*EXERCISE MATERIAL*:
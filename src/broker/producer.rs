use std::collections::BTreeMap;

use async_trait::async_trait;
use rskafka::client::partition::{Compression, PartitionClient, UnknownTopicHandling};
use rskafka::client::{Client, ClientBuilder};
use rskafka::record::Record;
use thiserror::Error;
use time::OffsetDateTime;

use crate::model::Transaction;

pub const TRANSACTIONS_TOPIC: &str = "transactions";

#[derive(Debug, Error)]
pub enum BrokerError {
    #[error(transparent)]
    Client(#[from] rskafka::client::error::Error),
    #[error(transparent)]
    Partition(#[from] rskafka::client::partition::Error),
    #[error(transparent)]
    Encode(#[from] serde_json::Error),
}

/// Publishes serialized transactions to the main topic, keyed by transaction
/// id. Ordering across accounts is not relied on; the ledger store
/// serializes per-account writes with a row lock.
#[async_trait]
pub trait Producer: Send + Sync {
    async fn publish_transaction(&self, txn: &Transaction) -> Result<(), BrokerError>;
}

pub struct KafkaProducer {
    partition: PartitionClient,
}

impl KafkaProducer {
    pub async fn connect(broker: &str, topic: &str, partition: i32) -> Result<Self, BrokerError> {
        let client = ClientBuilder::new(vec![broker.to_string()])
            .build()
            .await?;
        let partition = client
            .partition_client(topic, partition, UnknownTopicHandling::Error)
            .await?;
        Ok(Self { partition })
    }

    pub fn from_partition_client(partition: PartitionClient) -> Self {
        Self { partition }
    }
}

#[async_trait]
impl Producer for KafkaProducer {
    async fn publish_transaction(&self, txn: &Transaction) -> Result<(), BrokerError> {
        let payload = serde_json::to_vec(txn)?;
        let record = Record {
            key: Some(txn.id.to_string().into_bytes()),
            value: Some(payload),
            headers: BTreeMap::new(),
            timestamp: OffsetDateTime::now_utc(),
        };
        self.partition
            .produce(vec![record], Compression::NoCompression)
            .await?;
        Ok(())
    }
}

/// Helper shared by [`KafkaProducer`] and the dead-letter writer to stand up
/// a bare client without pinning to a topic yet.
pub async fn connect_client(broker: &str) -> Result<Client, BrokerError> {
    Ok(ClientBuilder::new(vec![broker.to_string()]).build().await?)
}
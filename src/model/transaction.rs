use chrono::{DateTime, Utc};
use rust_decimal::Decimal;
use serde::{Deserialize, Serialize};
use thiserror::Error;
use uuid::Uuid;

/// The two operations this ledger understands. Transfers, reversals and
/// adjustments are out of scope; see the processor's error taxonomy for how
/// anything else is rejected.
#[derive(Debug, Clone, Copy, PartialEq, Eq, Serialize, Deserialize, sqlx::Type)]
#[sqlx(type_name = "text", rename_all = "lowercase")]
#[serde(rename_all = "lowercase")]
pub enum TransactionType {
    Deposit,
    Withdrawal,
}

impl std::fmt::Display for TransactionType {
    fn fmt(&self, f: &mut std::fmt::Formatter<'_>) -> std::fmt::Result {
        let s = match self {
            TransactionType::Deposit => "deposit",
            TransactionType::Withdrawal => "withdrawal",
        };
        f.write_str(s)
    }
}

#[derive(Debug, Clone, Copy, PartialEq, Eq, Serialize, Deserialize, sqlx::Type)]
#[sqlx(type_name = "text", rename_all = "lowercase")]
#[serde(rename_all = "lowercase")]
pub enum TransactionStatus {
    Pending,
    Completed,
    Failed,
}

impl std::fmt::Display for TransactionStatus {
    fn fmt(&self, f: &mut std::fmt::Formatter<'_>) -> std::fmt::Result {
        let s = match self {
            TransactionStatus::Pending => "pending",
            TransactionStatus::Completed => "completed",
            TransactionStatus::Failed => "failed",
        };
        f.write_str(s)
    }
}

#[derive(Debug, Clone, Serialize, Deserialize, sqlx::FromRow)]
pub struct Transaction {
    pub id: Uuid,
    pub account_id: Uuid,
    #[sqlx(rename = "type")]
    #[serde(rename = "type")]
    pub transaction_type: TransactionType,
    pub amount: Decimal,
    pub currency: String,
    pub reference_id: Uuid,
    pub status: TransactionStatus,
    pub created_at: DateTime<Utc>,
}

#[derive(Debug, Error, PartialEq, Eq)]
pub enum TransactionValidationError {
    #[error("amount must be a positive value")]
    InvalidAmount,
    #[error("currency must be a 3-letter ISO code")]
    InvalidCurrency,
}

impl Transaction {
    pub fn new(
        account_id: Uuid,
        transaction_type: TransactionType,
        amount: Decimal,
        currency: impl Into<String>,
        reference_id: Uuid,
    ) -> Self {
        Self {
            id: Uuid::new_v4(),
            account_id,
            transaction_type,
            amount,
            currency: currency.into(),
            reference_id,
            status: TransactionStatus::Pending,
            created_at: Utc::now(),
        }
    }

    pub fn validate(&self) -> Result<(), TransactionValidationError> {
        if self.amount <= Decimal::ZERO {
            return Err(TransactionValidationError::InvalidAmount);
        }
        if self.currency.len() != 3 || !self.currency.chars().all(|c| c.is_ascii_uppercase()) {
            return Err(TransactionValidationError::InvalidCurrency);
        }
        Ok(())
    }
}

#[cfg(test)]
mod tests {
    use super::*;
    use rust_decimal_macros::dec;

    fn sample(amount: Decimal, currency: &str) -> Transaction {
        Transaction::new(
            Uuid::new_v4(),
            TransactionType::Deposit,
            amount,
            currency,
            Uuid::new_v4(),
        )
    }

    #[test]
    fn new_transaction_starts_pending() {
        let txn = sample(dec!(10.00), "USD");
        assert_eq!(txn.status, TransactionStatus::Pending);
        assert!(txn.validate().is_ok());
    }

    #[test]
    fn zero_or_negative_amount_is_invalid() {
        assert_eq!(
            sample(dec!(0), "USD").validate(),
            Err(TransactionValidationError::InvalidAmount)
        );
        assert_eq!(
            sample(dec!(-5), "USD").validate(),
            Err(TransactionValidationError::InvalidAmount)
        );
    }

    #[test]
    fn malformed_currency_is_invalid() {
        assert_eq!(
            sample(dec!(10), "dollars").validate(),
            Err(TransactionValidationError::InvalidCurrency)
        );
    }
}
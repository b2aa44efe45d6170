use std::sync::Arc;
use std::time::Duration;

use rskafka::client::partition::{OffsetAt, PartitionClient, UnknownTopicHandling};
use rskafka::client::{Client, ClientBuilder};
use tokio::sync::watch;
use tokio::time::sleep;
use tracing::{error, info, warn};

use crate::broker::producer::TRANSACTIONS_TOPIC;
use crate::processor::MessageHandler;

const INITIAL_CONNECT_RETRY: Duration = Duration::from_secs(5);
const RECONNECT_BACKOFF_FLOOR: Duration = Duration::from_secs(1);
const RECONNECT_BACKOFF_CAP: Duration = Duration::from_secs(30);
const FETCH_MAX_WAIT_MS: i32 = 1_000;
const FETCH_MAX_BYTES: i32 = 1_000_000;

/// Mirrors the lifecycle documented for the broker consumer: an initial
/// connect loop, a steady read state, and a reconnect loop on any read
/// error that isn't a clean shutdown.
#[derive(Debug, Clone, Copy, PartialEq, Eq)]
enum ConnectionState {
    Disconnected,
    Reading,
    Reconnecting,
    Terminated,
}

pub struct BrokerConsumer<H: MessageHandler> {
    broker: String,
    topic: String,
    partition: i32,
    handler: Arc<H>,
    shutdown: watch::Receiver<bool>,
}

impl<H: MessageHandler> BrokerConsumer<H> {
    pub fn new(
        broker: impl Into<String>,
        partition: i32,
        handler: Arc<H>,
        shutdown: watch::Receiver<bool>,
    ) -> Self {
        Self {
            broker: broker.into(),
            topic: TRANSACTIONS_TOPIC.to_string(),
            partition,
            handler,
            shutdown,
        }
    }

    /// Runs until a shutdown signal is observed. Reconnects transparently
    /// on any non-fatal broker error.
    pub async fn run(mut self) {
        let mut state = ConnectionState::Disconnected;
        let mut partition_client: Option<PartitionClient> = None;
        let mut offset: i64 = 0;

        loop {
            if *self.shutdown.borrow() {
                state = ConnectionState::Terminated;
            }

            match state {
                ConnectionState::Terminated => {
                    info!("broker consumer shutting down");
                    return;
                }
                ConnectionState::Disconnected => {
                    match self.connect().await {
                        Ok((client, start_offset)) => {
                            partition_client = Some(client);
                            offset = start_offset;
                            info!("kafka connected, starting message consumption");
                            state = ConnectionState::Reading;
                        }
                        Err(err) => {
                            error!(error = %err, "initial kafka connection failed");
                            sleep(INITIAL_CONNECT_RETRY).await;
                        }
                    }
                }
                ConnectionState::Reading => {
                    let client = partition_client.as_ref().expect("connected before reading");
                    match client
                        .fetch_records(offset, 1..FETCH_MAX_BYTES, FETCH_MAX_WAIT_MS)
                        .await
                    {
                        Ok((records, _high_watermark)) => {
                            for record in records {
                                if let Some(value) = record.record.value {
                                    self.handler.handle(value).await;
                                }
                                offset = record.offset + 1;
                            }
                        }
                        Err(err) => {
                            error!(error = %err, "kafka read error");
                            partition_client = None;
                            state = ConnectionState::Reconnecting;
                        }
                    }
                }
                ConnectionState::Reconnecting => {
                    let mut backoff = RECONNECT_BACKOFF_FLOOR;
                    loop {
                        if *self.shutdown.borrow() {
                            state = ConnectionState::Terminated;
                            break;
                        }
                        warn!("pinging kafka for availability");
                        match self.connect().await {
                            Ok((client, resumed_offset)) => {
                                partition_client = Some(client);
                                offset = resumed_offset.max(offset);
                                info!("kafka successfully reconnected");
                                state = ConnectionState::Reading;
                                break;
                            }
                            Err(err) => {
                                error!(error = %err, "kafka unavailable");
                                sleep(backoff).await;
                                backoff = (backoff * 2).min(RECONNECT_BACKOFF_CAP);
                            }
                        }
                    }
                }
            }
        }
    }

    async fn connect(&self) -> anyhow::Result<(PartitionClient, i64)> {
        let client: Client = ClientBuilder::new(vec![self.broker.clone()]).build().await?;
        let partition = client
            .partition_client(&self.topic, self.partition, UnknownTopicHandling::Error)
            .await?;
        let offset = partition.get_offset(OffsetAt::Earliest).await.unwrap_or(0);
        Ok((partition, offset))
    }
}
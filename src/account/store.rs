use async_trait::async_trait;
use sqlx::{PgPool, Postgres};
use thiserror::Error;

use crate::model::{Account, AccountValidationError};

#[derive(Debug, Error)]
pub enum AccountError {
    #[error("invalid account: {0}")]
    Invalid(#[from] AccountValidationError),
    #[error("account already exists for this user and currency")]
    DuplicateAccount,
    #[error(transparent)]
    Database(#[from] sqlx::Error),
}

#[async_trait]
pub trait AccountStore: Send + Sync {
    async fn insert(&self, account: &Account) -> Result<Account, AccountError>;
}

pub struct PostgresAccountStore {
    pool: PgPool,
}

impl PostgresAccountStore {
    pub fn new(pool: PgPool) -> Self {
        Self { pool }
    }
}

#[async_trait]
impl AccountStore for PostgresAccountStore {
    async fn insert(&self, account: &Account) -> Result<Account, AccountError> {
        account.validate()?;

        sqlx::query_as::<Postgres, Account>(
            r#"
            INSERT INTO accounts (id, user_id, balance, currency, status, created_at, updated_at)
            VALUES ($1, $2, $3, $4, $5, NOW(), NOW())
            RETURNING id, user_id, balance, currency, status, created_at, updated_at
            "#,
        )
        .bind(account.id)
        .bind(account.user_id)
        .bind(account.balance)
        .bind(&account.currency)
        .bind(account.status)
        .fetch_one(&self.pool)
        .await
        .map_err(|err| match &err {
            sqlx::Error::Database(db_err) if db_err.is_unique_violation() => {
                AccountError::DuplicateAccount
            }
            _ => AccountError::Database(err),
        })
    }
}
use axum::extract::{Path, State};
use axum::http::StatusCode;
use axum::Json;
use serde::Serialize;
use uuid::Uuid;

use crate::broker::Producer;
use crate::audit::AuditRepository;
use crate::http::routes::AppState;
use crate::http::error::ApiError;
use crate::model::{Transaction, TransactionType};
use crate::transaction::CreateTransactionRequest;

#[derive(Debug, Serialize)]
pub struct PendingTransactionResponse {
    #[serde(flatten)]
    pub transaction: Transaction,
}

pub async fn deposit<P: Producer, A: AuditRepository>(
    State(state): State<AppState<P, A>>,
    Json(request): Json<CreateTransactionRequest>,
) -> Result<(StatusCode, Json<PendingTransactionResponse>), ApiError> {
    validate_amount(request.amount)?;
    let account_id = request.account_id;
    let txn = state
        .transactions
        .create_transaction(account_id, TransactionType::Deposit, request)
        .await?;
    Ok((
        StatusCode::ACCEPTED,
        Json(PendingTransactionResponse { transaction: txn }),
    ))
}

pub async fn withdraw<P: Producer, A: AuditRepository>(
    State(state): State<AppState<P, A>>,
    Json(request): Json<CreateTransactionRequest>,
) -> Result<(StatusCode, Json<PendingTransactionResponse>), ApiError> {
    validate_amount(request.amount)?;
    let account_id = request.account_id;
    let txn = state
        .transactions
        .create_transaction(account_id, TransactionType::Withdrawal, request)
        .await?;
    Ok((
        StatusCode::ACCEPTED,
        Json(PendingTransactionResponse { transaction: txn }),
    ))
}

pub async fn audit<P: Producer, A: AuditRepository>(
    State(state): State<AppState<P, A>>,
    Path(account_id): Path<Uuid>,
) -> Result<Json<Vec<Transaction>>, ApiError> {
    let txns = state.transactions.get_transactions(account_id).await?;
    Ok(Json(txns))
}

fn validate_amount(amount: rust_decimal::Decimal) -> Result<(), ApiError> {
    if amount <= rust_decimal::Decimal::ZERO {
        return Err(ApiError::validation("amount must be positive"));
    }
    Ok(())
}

...

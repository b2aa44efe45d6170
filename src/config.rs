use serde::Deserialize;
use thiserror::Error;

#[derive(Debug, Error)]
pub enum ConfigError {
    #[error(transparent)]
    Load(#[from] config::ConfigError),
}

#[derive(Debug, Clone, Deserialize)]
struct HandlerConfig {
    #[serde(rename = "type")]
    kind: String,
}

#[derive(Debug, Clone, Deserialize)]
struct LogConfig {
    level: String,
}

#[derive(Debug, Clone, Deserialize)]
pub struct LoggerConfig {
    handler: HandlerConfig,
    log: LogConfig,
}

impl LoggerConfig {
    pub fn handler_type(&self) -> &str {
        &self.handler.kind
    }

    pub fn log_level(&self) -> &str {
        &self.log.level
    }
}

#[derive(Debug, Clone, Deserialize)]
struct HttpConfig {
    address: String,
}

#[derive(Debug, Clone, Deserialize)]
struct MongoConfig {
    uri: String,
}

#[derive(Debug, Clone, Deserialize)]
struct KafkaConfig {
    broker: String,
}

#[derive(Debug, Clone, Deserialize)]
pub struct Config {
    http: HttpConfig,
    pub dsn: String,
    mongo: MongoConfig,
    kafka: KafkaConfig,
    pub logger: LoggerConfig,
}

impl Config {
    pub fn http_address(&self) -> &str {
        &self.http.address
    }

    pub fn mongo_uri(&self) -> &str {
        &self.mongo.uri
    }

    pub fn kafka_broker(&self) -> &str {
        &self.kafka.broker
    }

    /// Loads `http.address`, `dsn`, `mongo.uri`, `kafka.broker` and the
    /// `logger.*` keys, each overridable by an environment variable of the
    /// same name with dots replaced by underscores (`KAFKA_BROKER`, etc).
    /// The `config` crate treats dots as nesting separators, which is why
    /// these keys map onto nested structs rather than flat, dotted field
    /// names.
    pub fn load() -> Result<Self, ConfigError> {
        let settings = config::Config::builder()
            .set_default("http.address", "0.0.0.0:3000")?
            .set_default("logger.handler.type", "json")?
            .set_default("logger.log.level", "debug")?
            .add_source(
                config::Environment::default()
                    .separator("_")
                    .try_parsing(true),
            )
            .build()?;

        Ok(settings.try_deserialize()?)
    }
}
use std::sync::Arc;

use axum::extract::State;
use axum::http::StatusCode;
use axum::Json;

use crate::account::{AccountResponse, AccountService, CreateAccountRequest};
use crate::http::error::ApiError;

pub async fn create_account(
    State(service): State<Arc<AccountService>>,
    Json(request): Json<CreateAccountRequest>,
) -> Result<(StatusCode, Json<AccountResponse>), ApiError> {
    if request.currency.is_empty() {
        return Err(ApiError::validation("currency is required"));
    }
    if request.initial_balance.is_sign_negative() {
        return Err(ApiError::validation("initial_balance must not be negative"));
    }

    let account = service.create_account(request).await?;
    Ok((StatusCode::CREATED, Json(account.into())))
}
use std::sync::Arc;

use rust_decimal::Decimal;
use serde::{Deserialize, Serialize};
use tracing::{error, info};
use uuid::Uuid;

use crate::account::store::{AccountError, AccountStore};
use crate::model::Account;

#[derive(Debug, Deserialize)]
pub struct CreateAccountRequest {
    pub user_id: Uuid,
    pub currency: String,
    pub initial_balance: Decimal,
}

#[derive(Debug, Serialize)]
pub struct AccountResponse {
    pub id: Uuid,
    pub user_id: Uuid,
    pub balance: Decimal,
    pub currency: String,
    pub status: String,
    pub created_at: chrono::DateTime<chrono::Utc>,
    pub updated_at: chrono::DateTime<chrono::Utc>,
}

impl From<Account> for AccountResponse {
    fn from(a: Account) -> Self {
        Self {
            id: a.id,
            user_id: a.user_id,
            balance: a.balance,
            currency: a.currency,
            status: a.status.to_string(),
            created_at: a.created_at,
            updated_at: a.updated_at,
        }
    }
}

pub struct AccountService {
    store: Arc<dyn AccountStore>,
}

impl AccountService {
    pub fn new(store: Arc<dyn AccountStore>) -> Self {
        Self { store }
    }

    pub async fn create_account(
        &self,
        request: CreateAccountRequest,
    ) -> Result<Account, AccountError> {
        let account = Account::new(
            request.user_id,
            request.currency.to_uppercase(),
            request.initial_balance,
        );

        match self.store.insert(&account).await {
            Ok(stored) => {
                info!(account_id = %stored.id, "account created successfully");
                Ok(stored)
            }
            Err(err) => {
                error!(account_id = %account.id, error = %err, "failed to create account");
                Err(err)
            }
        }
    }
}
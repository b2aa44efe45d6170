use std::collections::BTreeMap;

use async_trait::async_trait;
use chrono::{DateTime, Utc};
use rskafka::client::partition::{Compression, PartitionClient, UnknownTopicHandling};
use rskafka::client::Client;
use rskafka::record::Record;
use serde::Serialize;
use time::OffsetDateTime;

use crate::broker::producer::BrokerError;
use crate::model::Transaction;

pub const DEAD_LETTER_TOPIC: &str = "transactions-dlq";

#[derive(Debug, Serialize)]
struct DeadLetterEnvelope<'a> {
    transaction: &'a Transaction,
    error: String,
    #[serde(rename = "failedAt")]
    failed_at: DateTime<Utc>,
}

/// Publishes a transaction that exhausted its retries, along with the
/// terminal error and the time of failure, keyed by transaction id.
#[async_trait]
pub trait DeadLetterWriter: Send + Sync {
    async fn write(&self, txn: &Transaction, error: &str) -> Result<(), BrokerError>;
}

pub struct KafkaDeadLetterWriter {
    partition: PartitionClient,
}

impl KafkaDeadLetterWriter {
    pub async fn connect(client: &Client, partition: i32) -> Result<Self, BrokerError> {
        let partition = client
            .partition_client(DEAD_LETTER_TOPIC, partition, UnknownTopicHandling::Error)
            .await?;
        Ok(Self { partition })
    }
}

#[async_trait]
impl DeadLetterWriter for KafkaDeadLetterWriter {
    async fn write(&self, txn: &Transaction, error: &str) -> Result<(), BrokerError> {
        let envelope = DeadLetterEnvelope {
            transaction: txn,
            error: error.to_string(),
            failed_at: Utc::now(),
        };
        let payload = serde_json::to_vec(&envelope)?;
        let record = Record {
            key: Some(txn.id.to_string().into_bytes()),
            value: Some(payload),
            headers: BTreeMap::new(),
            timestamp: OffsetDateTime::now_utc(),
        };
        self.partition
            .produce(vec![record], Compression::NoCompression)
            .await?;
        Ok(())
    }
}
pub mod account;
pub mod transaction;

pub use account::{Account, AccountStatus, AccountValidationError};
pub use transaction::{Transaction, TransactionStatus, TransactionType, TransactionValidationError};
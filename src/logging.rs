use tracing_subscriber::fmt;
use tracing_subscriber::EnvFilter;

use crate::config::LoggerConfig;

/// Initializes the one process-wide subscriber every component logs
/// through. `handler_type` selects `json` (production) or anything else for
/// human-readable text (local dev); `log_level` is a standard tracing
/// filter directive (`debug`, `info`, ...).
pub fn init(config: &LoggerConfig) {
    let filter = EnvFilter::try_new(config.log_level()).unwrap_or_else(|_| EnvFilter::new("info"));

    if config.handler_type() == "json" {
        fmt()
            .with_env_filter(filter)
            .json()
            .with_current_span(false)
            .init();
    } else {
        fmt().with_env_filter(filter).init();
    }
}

*WHAT YOU SHOULD DO*: Write out, from the lines above, only those from the line with "filename src/broker/producer.rs" to the line with "a row lock.", exactly as given, including the first and the last.

*EXERCISE ANSWER*:
filename src/broker/producer.rs
use std::collections::BTreeMap;

use async_trait::async_trait;
use rskafka::client::partition::{Compression, PartitionClient, UnknownTopicHandling};
use rskafka::client::{Client, ClientBuilder};
use rskafka::record::Record;
use thiserror::Error;
use time::OffsetDateTime;

use crate::model::Transaction;

pub const TRANSACTIONS_TOPIC: &str = "transactions";

#[derive(Debug, Error)]
pub enum BrokerError {
    #[error(transparent)]
    Client(#[from] rskafka::client::error::Error),
    #[error(transparent)]
    Partition(#[from] rskafka::client::partition::Error),
    #[error(transparent)]
    Encode(#[from] serde_json::Error),
}

/// Publishes serialized transactions to the main topic, keyed by transaction
/// id. Ordering across accounts is not relied on; the ledger store
/// serializes per-account writes with a row lock.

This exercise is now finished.